Your objective » Report the count of lines in the listing below that include the string "AsyncWrite", with no other text.

....

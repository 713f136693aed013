//! One client socket, possibly carrying several keep-alive requests.
//!
//! ```text
//!        ┌─────────────┐
//!        │   Reading   │ ← wait for a full request (or shutdown)
//!        └──────┬──────┘
//!               │ request parsed
//!               ▼
//!        ┌──────────────────┐
//!        │   Processing     │ ← fresh Connection, router dispatch
//!        └──────┬───────────┘
//!               │ response ready
//!               ▼
//!        ┌──────────────────┐
//!        │    Writing       │ ← send response to client
//!        └──────┬───────────┘
//!               ├─ keep-alive → Reading
//!               └─ close → Closed
//! ```
//!
//! A malformed or oversized request gets a 400 and the socket is closed.

use std::net::SocketAddr;
use std::sync::Arc;

use bytes::BytesMut;
use tokio::io::{AsyncRead, AsyncReadExt, AsyncWrite};
use tokio::sync::watch;
use tracing::{debug, info, warn};

use crate::connection::Connection;
use crate::extension::ExtensionMap;
use crate::http::parser::{ParseError, parse_http_request};
use crate::http::request::{Method, Request};
use crate::http::response::{Response, ResponseBuilder, StatusCode};
use crate::http::writer::ResponseWriter;
use crate::routing::Router;

const READ_CHUNK: usize = 4096;

/// Everything a session needs from the server, shared by all of them.
#[derive(Debug, Clone)]
pub struct SessionContext {
    pub router: Arc<Router>,
    pub extensions: ExtensionMap,
    pub max_request_bytes: usize,
}

pub struct Session<S> {
    stream: S,
    peer: SocketAddr,
    buffer: BytesMut,
    state: SessionState,
    context: SessionContext,
    shutdown: watch::Receiver<bool>,
}

#[derive(Debug)]
pub enum SessionState {
    Reading,
    Processing(Request),
    Writing(ResponseWriter, bool), // bool = keep_alive?
    Closed,
}

enum Inbound {
    Request(Request),
    Rejected(&'static str),
    Closed,
}

impl<S> Session<S>
where
    S: AsyncRead + AsyncWrite + Unpin,
{
    pub fn new(
        stream: S,
        peer: SocketAddr,
        context: SessionContext,
        shutdown: watch::Receiver<bool>,
    ) -> Self {
        Self {
            stream,
            peer,
            buffer: BytesMut::with_capacity(READ_CHUNK),
            state: SessionState::Reading,
            context,
            shutdown,
        }
    }

    pub async fn run(&mut self) -> anyhow::Result<()> {
        loop {
            self.state = match std::mem::replace(&mut self.state, SessionState::Closed) {
                SessionState::Reading => match self.read_request().await? {
                    Inbound::Request(req) => SessionState::Processing(req),
                    Inbound::Rejected(reason) => {
                        warn!(peer = %self.peer, reason, "rejecting request");
                        let response = ResponseBuilder::new(StatusCode::BadRequest)
                            .header("Connection", "close")
                            .body(reason.as_bytes().to_vec())
                            .build();
                        SessionState::Writing(ResponseWriter::new(&response), false)
                    }
                    Inbound::Closed => SessionState::Closed,
                },

                SessionState::Processing(req) => {
                    let (response, head_only, keep_alive) = self.handle_request(req).await;

                    let writer = if head_only {
                        ResponseWriter::head_only(&response)
                    } else {
                        ResponseWriter::new(&response)
                    };
                    SessionState::Writing(writer, keep_alive)
                }

                SessionState::Writing(mut writer, keep_alive) => {
                    writer.write_to_stream(&mut self.stream).await?;

                    if keep_alive && !*self.shutdown.borrow() {
                        SessionState::Reading
                    } else {
                        SessionState::Closed
                    }
                }

                SessionState::Closed => break,
            };
        }

        Ok(())
    }

    async fn read_request(&mut self) -> anyhow::Result<Inbound> {
        loop {
            match parse_http_request(&self.buffer) {
                Ok((request, consumed)) => {
                    let _ = self.buffer.split_to(consumed);
                    return Ok(Inbound::Request(request));
                }

                Err(ParseError::Incomplete) => {
                    if self.buffer.len() > self.context.max_request_bytes {
                        return Ok(Inbound::Rejected("request too large"));
                    }
                }

                Err(e) => {
                    debug!(peer = %self.peer, error = ?e, "HTTP parse error");
                    return Ok(Inbound::Rejected("malformed request"));
                }
            }

            let n = tokio::select! {
                read = self.stream.read_buf(&mut self.buffer) => read?,
                _ = self.shutdown.changed() => 0,
            };

            if n == 0 {
                // Client closed connection, or the server is stopping.
                return Ok(Inbound::Closed);
            }
        }
    }

    /// Returns the response, whether to omit its body, and keep-alive.
    async fn handle_request(&self, req: Request) -> (Response, bool, bool) {
        let keep_alive = req.keep_alive();
        let head_only = req.method == Method::HEAD;
        let method = req.method;
        let path = req.path.clone();

        let mut conn = Connection::new(
            self.context.router.routes().clone(),
            self.context.extensions.clone(),
            req,
            self.peer,
        );
        self.context.router.dispatch(&mut conn).await;

        let mut response = conn.into_response();
        if !keep_alive {
            response
                .headers
                .insert("Connection".to_string(), "close".to_string());
        }

        info!(
            peer = %self.peer,
            %method,
            path = %path,
            status = response.status.as_u16(),
            "request served"
        );
        (response, head_only, keep_alive)
    }
}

....

Written solution » 2